PROVIDED DATA: Begin

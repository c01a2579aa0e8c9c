//! # civnet-core: Infrastructure Network Model
//!
//! Provides the in-memory graph model shared by every civnet crate. The three city
//! networks (electrical, road, water) are all represented by the same [`Network`]
//! type: an undirected simple graph keyed by opaque string identifiers.
//!
//! ## Design Philosophy
//!
//! Networks are modeled as **undirected simple graphs** where:
//! - **Nodes**: zones, intersections, substations, plants (identified by a `String`)
//! - **Edges**: cables, streets, pipes (carrying a positive `f64` weight)
//!
//! Unweighted networks store a weight of `1.0` on every edge so that the same
//! representation serves hop-count and weighted queries alike. Adjacency symmetry
//! is guaranteed by construction: every edge is inserted once into a petgraph
//! `UnGraph` and is visible from both endpoints.
//!
//! ## Quick Start
//!
//! ```rust
//! use civnet_core::Network;
//!
//! let mut network = Network::weighted();
//! network.add_edge("Palermo", "Recoleta", 2.5).unwrap();
//! network.add_edge("Recoleta", "Retiro", 1.0).unwrap();
//!
//! assert_eq!(network.vertex_count(), 3);
//! assert_eq!(network.edge_count(), 2);
//! assert_eq!(network.edge_weight("Retiro", "Recoleta"), Some(1.0));
//! ```
//!
//! ## Modules
//!
//! - [`diagnostics`] - Issue collection for loaders
//! - [`error`] - Unified [`CivnetError`] type
//! - [`graph_utils`] - Topological statistics (degrees, density, components)

use std::collections::{BTreeMap, HashMap};
use std::fmt;
use std::str::FromStr;

use petgraph::graph::UnGraph;
use petgraph::visit::EdgeRef;
use serde::{Deserialize, Serialize};

pub mod diagnostics;
pub mod error;
pub mod graph_utils;

pub use diagnostics::{DiagnosticIssue, Diagnostics, Severity};
pub use error::{CivnetError, CivnetResult};
pub use graph_utils::*;
pub use petgraph::graph::NodeIndex;

/// Vertex identifier. Compared with natural lexicographic (`Ord for String`) order.
pub type Vertex = String;

/// The three infrastructure networks served by the toolkit.
#[derive(Debug, Clone, Copy, PartialEq, Eq, Hash, PartialOrd, Ord, Serialize, Deserialize)]
#[serde(rename_all = "lowercase")]
pub enum NetworkKind {
    Electrical,
    Road,
    Water,
}

impl NetworkKind {
    pub const ALL: [NetworkKind; 3] = [NetworkKind::Electrical, NetworkKind::Road, NetworkKind::Water];

    /// Name used by the query language.
    pub fn as_str(&self) -> &'static str {
        match self {
            NetworkKind::Electrical => "ELECTRICA",
            NetworkKind::Road => "VIAL",
            NetworkKind::Water => "HIDRICA",
        }
    }

    /// Road edges carry lengths; the other networks are hop-count only.
    pub fn is_weighted(&self) -> bool {
        matches!(self, NetworkKind::Road)
    }
}

impl fmt::Display for NetworkKind {
    fn fmt(&self, f: &mut fmt::Formatter<'_>) -> fmt::Result {
        f.write_str(self.as_str())
    }
}

impl FromStr for NetworkKind {
    type Err = CivnetError;

    fn from_str(s: &str) -> Result<Self, Self::Err> {
        match s.trim().to_ascii_uppercase().as_str() {
            "ELECTRICA" | "ELECTRICAL" => Ok(NetworkKind::Electrical),
            "VIAL" | "ROAD" => Ok(NetworkKind::Road),
            "HIDRICA" | "WATER" => Ok(NetworkKind::Water),
            other => Err(CivnetError::Network(format!("unknown network '{other}'"))),
        }
    }
}

/// Outcome of [`Network::add_edge`].
#[derive(Debug, Clone, Copy, PartialEq, Eq)]
pub enum EdgeInsert {
    /// A new edge was created
    Added,
    /// The pair was already connected; its weight was overwritten
    Replaced,
}

/// Undirected simple graph over string-identified vertices.
///
/// Node indices are dense (`0..vertex_count()`) because vertices are never removed,
/// which lets algorithms keep per-vertex state in plain vectors indexed by
/// [`NodeIndex::index`].
#[derive(Debug, Clone, Default)]
pub struct Network {
    pub graph: UnGraph<String, f64>,
    index: HashMap<String, NodeIndex>,
    weighted: bool,
}

impl Network {
    /// Empty hop-count network.
    pub fn new() -> Self {
        Self::default()
    }

    /// Empty network whose edges carry explicit weights.
    pub fn weighted() -> Self {
        Self {
            weighted: true,
            ..Self::default()
        }
    }

    pub fn is_weighted(&self) -> bool {
        self.weighted
    }

    /// Returns the index of `id`, inserting the vertex if it is new.
    pub fn add_vertex(&mut self, id: &str) -> NodeIndex {
        if let Some(idx) = self.index.get(id) {
            return *idx;
        }
        let idx = self.graph.add_node(id.to_string());
        self.index.insert(id.to_string(), idx);
        idx
    }

    /// Connects `u` and `v` with a positive weight.
    ///
    /// Self-loops and non-positive or non-finite weights are rejected. Connecting an
    /// already connected pair overwrites the weight instead of creating a parallel edge.
    pub fn add_edge(&mut self, u: &str, v: &str, weight: f64) -> CivnetResult<EdgeInsert> {
        if u == v {
            return Err(CivnetError::Validation(format!("self-loop on '{u}'")));
        }
        if !weight.is_finite() || weight <= 0.0 {
            return Err(CivnetError::Validation(format!(
                "edge {u}-{v} has invalid weight {weight}"
            )));
        }
        let a = self.add_vertex(u);
        let b = self.add_vertex(v);
        let existed = self.graph.find_edge(a, b).is_some();
        self.graph.update_edge(a, b, weight);
        Ok(if existed {
            EdgeInsert::Replaced
        } else {
            EdgeInsert::Added
        })
    }

    /// Unweighted convenience wrapper around [`Network::add_edge`].
    pub fn add_link(&mut self, u: &str, v: &str) -> CivnetResult<EdgeInsert> {
        self.add_edge(u, v, 1.0)
    }

    /// Builds a hop-count network from a `vertex -> neighbors` mapping.
    pub fn from_adjacency(adjacency: &BTreeMap<String, Vec<String>>) -> CivnetResult<Self> {
        let mut network = Self::new();
        for (u, neighbors) in adjacency {
            network.add_vertex(u);
            for v in neighbors {
                network.add_link(u, v)?;
            }
        }
        Ok(network)
    }

    /// Builds a weighted network from a `vertex -> [(neighbor, weight)]` mapping.
    pub fn from_weighted_adjacency(
        adjacency: &BTreeMap<String, Vec<(String, f64)>>,
    ) -> CivnetResult<Self> {
        let mut network = Self::weighted();
        for (u, neighbors) in adjacency {
            network.add_vertex(u);
            for (v, weight) in neighbors {
                network.add_edge(u, v, *weight)?;
            }
        }
        Ok(network)
    }

    pub fn contains(&self, id: &str) -> bool {
        self.index.contains_key(id)
    }

    pub fn node_index(&self, id: &str) -> Option<NodeIndex> {
        self.index.get(id).copied()
    }

    pub fn label(&self, idx: NodeIndex) -> &str {
        &self.graph[idx]
    }

    pub fn vertex_count(&self) -> usize {
        self.graph.node_count()
    }

    pub fn edge_count(&self) -> usize {
        self.graph.edge_count()
    }

    pub fn is_empty(&self) -> bool {
        self.graph.node_count() == 0
    }

    /// Neighbors of `idx` paired with the connecting edge weight.
    pub fn neighbors(&self, idx: NodeIndex) -> impl Iterator<Item = (NodeIndex, f64)> + '_ {
        self.graph.edges(idx).map(move |edge| {
            let other = if edge.source() == idx {
                edge.target()
            } else {
                edge.source()
            };
            (other, *edge.weight())
        })
    }

    pub fn degree(&self, idx: NodeIndex) -> usize {
        self.graph.neighbors(idx).count()
    }

    /// All vertex indices in ascending identifier order.
    pub fn sorted_vertices(&self) -> Vec<NodeIndex> {
        let mut nodes: Vec<NodeIndex> = self.graph.node_indices().collect();
        nodes.sort_by(|a, b| self.graph[*a].cmp(&self.graph[*b]));
        nodes
    }

    /// Neighbors of `idx` in ascending identifier order.
    pub fn sorted_neighbors(&self, idx: NodeIndex) -> Vec<NodeIndex> {
        let mut nodes: Vec<NodeIndex> = self.graph.neighbors(idx).collect();
        nodes.sort_by(|a, b| self.graph[*a].cmp(&self.graph[*b]));
        nodes
    }

    pub fn edge_weight(&self, u: &str, v: &str) -> Option<f64> {
        let a = self.node_index(u)?;
        let b = self.node_index(v)?;
        let edge = self.graph.find_edge(a, b)?;
        self.graph.edge_weight(edge).copied()
    }

    /// Mapping form of the network (`vertex -> sorted neighbor ids`).
    pub fn adjacency(&self) -> BTreeMap<String, Vec<String>> {
        self.graph
            .node_indices()
            .map(|idx| {
                let neighbors = self
                    .sorted_neighbors(idx)
                    .into_iter()
                    .map(|n| self.graph[n].clone())
                    .collect();
                (self.graph[idx].clone(), neighbors)
            })
            .collect()
    }
}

PROVIDED DATA: End

● GOAL OF THE EXERCISE
For every line in the data above that holds "source", return the line itself.

● THE ANSWER
            let other = if edge.source() == idx {
                edge.source()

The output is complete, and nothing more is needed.